## [EXCERPTED DATA]
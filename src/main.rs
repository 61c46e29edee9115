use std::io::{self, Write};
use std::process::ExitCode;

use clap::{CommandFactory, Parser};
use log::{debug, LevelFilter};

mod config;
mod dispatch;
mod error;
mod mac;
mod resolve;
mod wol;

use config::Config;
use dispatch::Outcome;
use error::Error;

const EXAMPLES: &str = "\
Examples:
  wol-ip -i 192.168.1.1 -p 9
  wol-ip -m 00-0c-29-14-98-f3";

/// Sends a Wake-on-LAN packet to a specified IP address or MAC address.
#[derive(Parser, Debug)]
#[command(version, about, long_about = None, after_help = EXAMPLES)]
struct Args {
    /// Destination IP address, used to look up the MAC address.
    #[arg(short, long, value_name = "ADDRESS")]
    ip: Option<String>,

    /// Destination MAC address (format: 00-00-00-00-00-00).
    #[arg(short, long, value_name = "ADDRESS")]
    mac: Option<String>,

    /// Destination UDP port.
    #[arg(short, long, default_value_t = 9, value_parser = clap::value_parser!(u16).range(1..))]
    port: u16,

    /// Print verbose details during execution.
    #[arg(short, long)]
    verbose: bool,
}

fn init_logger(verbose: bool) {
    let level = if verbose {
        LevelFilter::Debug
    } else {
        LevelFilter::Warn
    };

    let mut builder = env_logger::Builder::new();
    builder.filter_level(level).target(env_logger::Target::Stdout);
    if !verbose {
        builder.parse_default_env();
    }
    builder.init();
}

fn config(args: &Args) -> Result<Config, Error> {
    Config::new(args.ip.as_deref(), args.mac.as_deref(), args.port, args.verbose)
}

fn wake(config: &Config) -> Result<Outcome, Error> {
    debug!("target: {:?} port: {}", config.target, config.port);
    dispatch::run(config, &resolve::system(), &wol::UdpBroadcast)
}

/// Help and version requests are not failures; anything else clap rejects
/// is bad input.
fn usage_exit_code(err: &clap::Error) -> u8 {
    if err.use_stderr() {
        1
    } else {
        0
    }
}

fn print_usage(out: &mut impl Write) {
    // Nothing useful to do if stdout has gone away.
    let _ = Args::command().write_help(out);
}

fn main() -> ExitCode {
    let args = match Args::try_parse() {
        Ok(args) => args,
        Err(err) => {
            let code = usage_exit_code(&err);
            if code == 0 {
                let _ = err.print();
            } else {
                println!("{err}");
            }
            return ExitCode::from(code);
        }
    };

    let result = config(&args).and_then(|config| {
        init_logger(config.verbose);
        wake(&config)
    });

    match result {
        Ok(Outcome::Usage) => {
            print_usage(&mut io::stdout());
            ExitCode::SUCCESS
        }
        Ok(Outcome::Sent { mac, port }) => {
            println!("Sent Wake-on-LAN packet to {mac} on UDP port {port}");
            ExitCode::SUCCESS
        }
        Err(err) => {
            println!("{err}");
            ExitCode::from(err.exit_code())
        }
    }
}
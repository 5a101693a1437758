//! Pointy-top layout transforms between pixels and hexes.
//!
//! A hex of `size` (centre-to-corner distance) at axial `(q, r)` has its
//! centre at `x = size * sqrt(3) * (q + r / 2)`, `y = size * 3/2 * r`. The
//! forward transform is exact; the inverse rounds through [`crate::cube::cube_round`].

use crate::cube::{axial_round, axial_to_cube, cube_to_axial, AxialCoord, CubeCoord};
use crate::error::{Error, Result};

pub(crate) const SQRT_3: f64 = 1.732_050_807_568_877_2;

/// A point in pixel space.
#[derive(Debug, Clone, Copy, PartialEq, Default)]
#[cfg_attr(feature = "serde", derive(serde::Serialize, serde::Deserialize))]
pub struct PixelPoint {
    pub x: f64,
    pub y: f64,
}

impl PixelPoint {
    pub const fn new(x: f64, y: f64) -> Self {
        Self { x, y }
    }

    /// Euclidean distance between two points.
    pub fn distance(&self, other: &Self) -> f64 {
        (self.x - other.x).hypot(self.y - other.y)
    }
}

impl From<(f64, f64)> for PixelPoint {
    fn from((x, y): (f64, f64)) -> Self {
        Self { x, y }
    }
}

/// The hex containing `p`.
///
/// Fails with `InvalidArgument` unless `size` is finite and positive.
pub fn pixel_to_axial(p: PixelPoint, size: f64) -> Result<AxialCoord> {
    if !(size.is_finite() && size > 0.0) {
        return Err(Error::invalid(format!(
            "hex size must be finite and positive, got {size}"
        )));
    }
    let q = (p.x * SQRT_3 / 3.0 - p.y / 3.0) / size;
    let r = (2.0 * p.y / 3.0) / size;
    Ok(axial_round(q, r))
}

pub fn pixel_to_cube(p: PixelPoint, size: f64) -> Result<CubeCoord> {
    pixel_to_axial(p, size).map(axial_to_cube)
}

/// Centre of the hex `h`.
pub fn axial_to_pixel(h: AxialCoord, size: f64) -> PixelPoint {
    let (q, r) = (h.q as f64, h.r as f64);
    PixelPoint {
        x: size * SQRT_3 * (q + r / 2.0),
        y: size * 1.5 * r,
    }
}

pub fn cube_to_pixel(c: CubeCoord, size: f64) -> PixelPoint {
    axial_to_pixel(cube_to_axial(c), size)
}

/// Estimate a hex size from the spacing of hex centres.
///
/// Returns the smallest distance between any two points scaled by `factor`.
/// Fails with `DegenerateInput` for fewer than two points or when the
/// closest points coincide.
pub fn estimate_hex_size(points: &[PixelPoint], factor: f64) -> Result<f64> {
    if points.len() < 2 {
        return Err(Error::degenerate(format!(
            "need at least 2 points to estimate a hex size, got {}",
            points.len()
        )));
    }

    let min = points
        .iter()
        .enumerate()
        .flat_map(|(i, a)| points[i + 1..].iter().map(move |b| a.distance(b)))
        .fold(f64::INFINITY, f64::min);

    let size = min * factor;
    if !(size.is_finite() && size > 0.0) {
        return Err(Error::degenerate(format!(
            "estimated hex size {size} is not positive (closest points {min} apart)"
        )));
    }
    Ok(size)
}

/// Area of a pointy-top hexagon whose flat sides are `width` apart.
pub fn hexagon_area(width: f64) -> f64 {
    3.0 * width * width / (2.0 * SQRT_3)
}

...

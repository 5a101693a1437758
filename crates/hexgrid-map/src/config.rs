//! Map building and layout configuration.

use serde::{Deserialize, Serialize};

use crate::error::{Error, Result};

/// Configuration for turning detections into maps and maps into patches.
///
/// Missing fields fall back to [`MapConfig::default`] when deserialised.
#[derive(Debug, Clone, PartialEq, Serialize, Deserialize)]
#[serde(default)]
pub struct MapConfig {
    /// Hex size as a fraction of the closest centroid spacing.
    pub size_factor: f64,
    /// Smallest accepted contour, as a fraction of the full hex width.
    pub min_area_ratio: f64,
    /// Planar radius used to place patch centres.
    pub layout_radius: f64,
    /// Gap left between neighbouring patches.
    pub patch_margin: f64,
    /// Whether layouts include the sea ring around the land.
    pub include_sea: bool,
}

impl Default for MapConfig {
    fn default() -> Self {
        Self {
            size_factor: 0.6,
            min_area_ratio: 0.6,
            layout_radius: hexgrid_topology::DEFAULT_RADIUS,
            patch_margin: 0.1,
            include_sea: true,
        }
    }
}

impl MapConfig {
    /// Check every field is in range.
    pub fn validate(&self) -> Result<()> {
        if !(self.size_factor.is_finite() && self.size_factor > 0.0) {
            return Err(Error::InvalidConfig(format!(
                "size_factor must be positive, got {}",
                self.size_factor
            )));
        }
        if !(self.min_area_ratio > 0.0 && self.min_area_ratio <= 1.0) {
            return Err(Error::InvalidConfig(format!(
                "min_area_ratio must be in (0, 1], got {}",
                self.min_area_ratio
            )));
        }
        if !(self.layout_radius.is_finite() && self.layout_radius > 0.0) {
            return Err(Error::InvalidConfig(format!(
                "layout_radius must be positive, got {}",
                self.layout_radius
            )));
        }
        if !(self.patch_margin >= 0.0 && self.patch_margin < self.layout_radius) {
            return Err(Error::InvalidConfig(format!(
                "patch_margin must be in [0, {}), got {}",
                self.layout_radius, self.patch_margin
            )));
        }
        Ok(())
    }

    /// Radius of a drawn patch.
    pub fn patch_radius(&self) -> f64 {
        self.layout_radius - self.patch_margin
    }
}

## [AIM OF THE TASK]
Restate word for word the lines in the material above from the one with "impl Default for" to the one with "if !(self.min_area_ratio >"; both of those lines count, and nothing else does.

## [RESULT]
impl Default for MapConfig {
    fn default() -> Self {
        Self {
            size_factor: 0.6,
            min_area_ratio: 0.6,
            layout_radius: hexgrid_topology::DEFAULT_RADIUS,
            patch_margin: 0.1,
            include_sea: true,
        }
    }
}

impl MapConfig {
    /// Check every field is in range.
    pub fn validate(&self) -> Result<()> {
        if !(self.size_factor.is_finite() && self.size_factor > 0.0) {
            return Err(Error::InvalidConfig(format!(
                "size_factor must be positive, got {}",
                self.size_factor
            )));
        }
        if !(self.min_area_ratio > 0.0 && self.min_area_ratio <= 1.0) {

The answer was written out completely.